Alma had been stunned. To think that this girl, this young woman, this locked box of a personality, had been working and breathing and thinking amongst them since she left community college, and she’d absorbed nothing? Zero? Zilch? And maybe she could have responded more gently, more in the tutorial mode, in the way of the educator she ostensibly was, but that was the end of the conversation and of Alicia’s attempt to reach out and engage the issues, because Alma, her voice gone flat, said, “But that’s exactly wrong, don’t you see? Because we’re the ones who put the animals there, the sheep and cattle and pigs on Santa Cruz and Santa Rosa, the rats on Anacapa and cats and rabbits on Santa Barbara, and it’s our obligation, our duty ”—and then she was lecturing, she couldn’t help herself, and Alicia never raised her eyes from the nest of her hands and never said another word that wasn’t yes or no or uh-huh.
At any rate, she reminds herself yet again, this is a party and she should just let go, at least for today. She tries out a smile and a little wave for Toni Walsh and Alicia, clasps hands with half a dozen people and casts a quick glance over the table. Wade — with Alicia’s help — has done his job well, as usual, and everything’s ready to go. Beautifully. Swimmingly. And if there’s a detail that’s escaped her, some niggling thing she feels sure she’s forgotten as if she’s trapped in one of those early-morning dreams where she’s late for class or the airplane or can’t find her blouse or brassiere or jeans, it’ll just have to remain undiscovered. Determined, she lifts an empty glass from the table and wades into the crowd, going from one group to another to encourage them to step up to the buffet, the smell of roasting meat shifting with the wind in promise of what’s to come, and there’s nothing more primal, more celebratory, the animal itself plucked out of the bush and offered up to the tribe. People are beginning to form a ragged line now, taking up plates and silverware and the paper cups she insisted on rather than plastic because plastic is the devil’s polymer, but that’s another issue, and she erases the thought from her mind as soon as it arises.

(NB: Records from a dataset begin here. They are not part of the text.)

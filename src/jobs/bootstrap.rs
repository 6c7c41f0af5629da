//! Static and per-league bootstrap jobs: countries, timezones, leagues,
//! teams. These are the only jobs with no (league, season) loop of their own
//! at the top level — `bootstrap_leagues`/`bootstrap_teams` loop over the
//! tracked set internally.

use std::collections::HashMap;

use anyhow::Result;
use serde_json::Value;

use crate::db::{self, CoreRow};
use crate::transforms::{countries, leagues, teams, timezones, venues};

use super::JobContext;

async fn fetch(ctx: &JobContext, endpoint: &str, params: &HashMap<String, String>) -> Result<Value> {
    ctx.limiter.acquire_token().await?;
    let result = ctx.client.get(endpoint, params).await?;
    ctx.limiter.update_from_headers(&result.headers)?;
    let requested_params = serde_json::to_value(params)?;
    let headers_value = serde_json::to_value(&result.headers)?;
    let body = serde_json::json!({
        "get": result.data.get,
        "parameters": result.data.parameters,
        "errors": result.data.errors,
        "results": result.data.results,
        "response": result.data.response,
    });
    db::upsert_raw(&ctx.pool, endpoint, &requested_params, result.status as i32, &headers_value, &body).await?;
    Ok(body)
}

pub async fn bootstrap_countries(ctx: &JobContext) -> Result<()> {
    let body = fetch(ctx, "/countries", &HashMap::new()).await?;
    let rows = countries::transform_countries(&body);
    let core_rows: Vec<CoreRow> = rows
        .iter()
        .map(|r| {
            vec![
                ("code".to_string(), Value::from(r.code.clone())),
                ("name".to_string(), Value::from(r.name.clone())),
                ("flag".to_string(), r.flag_url.clone().map(Value::from).unwrap_or(Value::Null)),
            ]
        })
        .collect();
    db::upsert_core(&ctx.pool, "core.countries", &core_rows, &["code"], &["name", "flag"]).await?;
    tracing::info!(count = core_rows.len(), "bootstrap_countries_completed");
    Ok(())
}

pub async fn bootstrap_timezones(ctx: &JobContext) -> Result<()> {
    let body = fetch(ctx, "/timezone", &HashMap::new()).await?;
    let zones = timezones::transform_timezones(&body);
    let core_rows: Vec<CoreRow> = zones.iter().map(|z| vec![("name".to_string(), Value::from(z.clone()))]).collect();
    db::upsert_core(&ctx.pool, "core.timezones", &core_rows, &["name"], &["name"]).await?;
    tracing::info!(count = core_rows.len(), "bootstrap_timezones_completed");
    Ok(())
}

pub async fn countries_table_empty(pool: &sqlx::PgPool) -> bool {
    sqlx::query_scalar::<_, i64>("SELECT COUNT(*) FROM core.countries").fetch_one(pool).await.map(|c| c == 0).unwrap_or(true)
}

pub async fn timezones_table_empty(pool: &sqlx::PgPool) -> bool {
    sqlx::query_scalar::<_, i64>("SELECT COUNT(*) FROM core.timezones").fetch_one(pool).await.map(|c| c == 0).unwrap_or(true)
}

/// `/leagues?season=Y`, then upserts only the tracked subset.
pub async fn bootstrap_leagues(ctx: &JobContext, season: i64, tracked_league_ids: &std::collections::HashSet<i64>) -> Result<()> {
    let mut params = HashMap::new();
    params.insert("season".to_string(), season.to_string());
    let body = fetch(ctx, "/leagues", &params).await?;

    let rows = leagues::transform_leagues(&body);
    let tracked: Vec<_> = rows.into_iter().filter(|r| tracked_league_ids.contains(&r.league_id)).collect();
    let core_rows: Vec<CoreRow> = tracked
        .iter()
        .map(|r| {
            vec![
                ("id".to_string(), Value::from(r.league_id)),
                ("name".to_string(), Value::from(r.name.clone())),
                ("type".to_string(), r.league_type.clone().map(Value::from).unwrap_or(Value::Null)),
                ("logo".to_string(), r.logo_url.clone().map(Value::from).unwrap_or(Value::Null)),
                ("country_name".to_string(), r.country_name.clone().map(Value::from).unwrap_or(Value::Null)),
                ("country_code".to_string(), r.country_code.clone().map(Value::from).unwrap_or(Value::Null)),
                ("country_flag".to_string(), r.country_flag_url.clone().map(Value::from).unwrap_or(Value::Null)),
            ]
        })
        .collect();
    if !core_rows.is_empty() {
        db::upsert_core(&ctx.pool, "core.leagues", &core_rows, &["id"], &["name", "type", "logo", "country_name", "country_code", "country_flag"]).await?;
    }
    tracing::info!(season, upserted = core_rows.len(), "bootstrap_leagues_completed");
    Ok(())
}

/// Per tracked league: `/teams?league=L&season=Y`; venues are extracted and
/// upserted first so `core.teams.venue_id`'s FK is always satisfiable.
pub async fn bootstrap_teams(ctx: &JobContext, season: i64, tracked_league_ids: &std::collections::HashSet<i64>) -> Result<()> {
    for &league_id in tracked_league_ids {
        let mut params = HashMap::new();
        params.insert("league".to_string(), league_id.to_string());
        params.insert("season".to_string(), season.to_string());

        let body = match fetch(ctx, "/teams", &params).await {
            Ok(b) => b,
            Err(e) => {
                tracing::warn!(league_id, season, err = %e, "bootstrap_teams_league_failed");
                continue;
            }
        };

        let venue_rows: Vec<CoreRow> = body
            .get("response")
            .and_then(Value::as_array)
            .into_iter()
            .flatten()
            .filter_map(venues::venue_row_from_team_item)
            .map(|v| {
                vec![
                    ("id".to_string(), Value::from(v.venue_id)),
                    ("name".to_string(), v.name.map(Value::from).unwrap_or(Value::Null)),
                    ("address".to_string(), v.address.map(Value::from).unwrap_or(Value::Null)),
                    ("city".to_string(), v.city.map(Value::from).unwrap_or(Value::Null)),
                    ("country".to_string(), v.country.map(Value::from).unwrap_or(Value::Null)),
                    ("capacity".to_string(), v.capacity.map(Value::from).unwrap_or(Value::Null)),
                    ("surface".to_string(), v.surface.map(Value::from).unwrap_or(Value::Null)),
                    ("image".to_string(), v.image_url.map(Value::from).unwrap_or(Value::Null)),
                ]
            })
            .collect();
        if !venue_rows.is_empty() {
            db::upsert_core(&ctx.pool, "core.venues", &venue_rows, &["id"], &["name", "address", "city", "country", "capacity", "surface", "image"]).await?;
        }

        let team_rows = teams::transform_teams(&body);
        let core_rows: Vec<CoreRow> = team_rows
            .iter()
            .map(|t| {
                vec![
                    ("id".to_string(), Value::from(t.team_id)),
                    ("name".to_string(), Value::from(t.name.clone())),
                    ("code".to_string(), t.code.clone().map(Value::from).unwrap_or(Value::Null)),
                    ("country".to_string(), t.country.clone().map(Value::from).unwrap_or(Value::Null)),
                    ("founded".to_string(), t.founded.map(Value::from).unwrap_or(Value::Null)),
                    ("national".to_string(), Value::from(t.national)),
                    ("logo".to_string(), t.logo_url.clone().map(Value::from).unwrap_or(Value::Null)),
                    ("venue_id".to_string(), t.venue_id.map(Value::from).unwrap_or(Value::Null)),
                ]
            })
            .collect();
        if !core_rows.is_empty() {
            db::upsert_core(&ctx.pool, "core.teams", &core_rows, &["id"], &["name", "code", "country", "founded", "national", "logo", "venue_id"]).await?;
        }

        tracing::info!(league_id, season, teams = core_rows.len(), "bootstrap_teams_league_completed");
    }
    Ok(())
}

She waits and watches, the anticipation building in her as people work their way through the line, filling their plates, pausing to chat in groups of three and four or exchange pleasantries with Wade and some of the others dishing up the food. As soon as the last couple (the mayor and his wife, definitely his wife, and what’s her name — Yolanda?) have entered the line, she snatches a dripping bottle of Piper Sonoma from the ice as if it’s a living thing, raises it high and begins rapping a spoon against the base of it in a sharp peremptory way. “Attention, everybody!” she calls, whirling about to draw their eyes to her. “The time has come to gather round for champagne”—holding her grin, watching their faces—“because we’ve got some toasting to do here.”
And now Wade’s beside her, furiously untwisting the wire from one bottle after another, the corks jumping in succession and people crowding in with their paper cups as the bottles go round. Laughter rings out. There are sallies, quips. Freeman, a plate in one hand, glass in the other, makes his way to her. The TV camera, shining and insectoid, moves in. Smiles abound. When all the glasses are full and she’s feeling a rush of triumph and vindication as purely satisfying as anything she’s ever known, she lifts her glass and Freeman follows suit. She holds it there for one climactic second, and then, grinning so furiously she can barely form the words, she sings out, “To Anacapa, one hundred percent rat free!”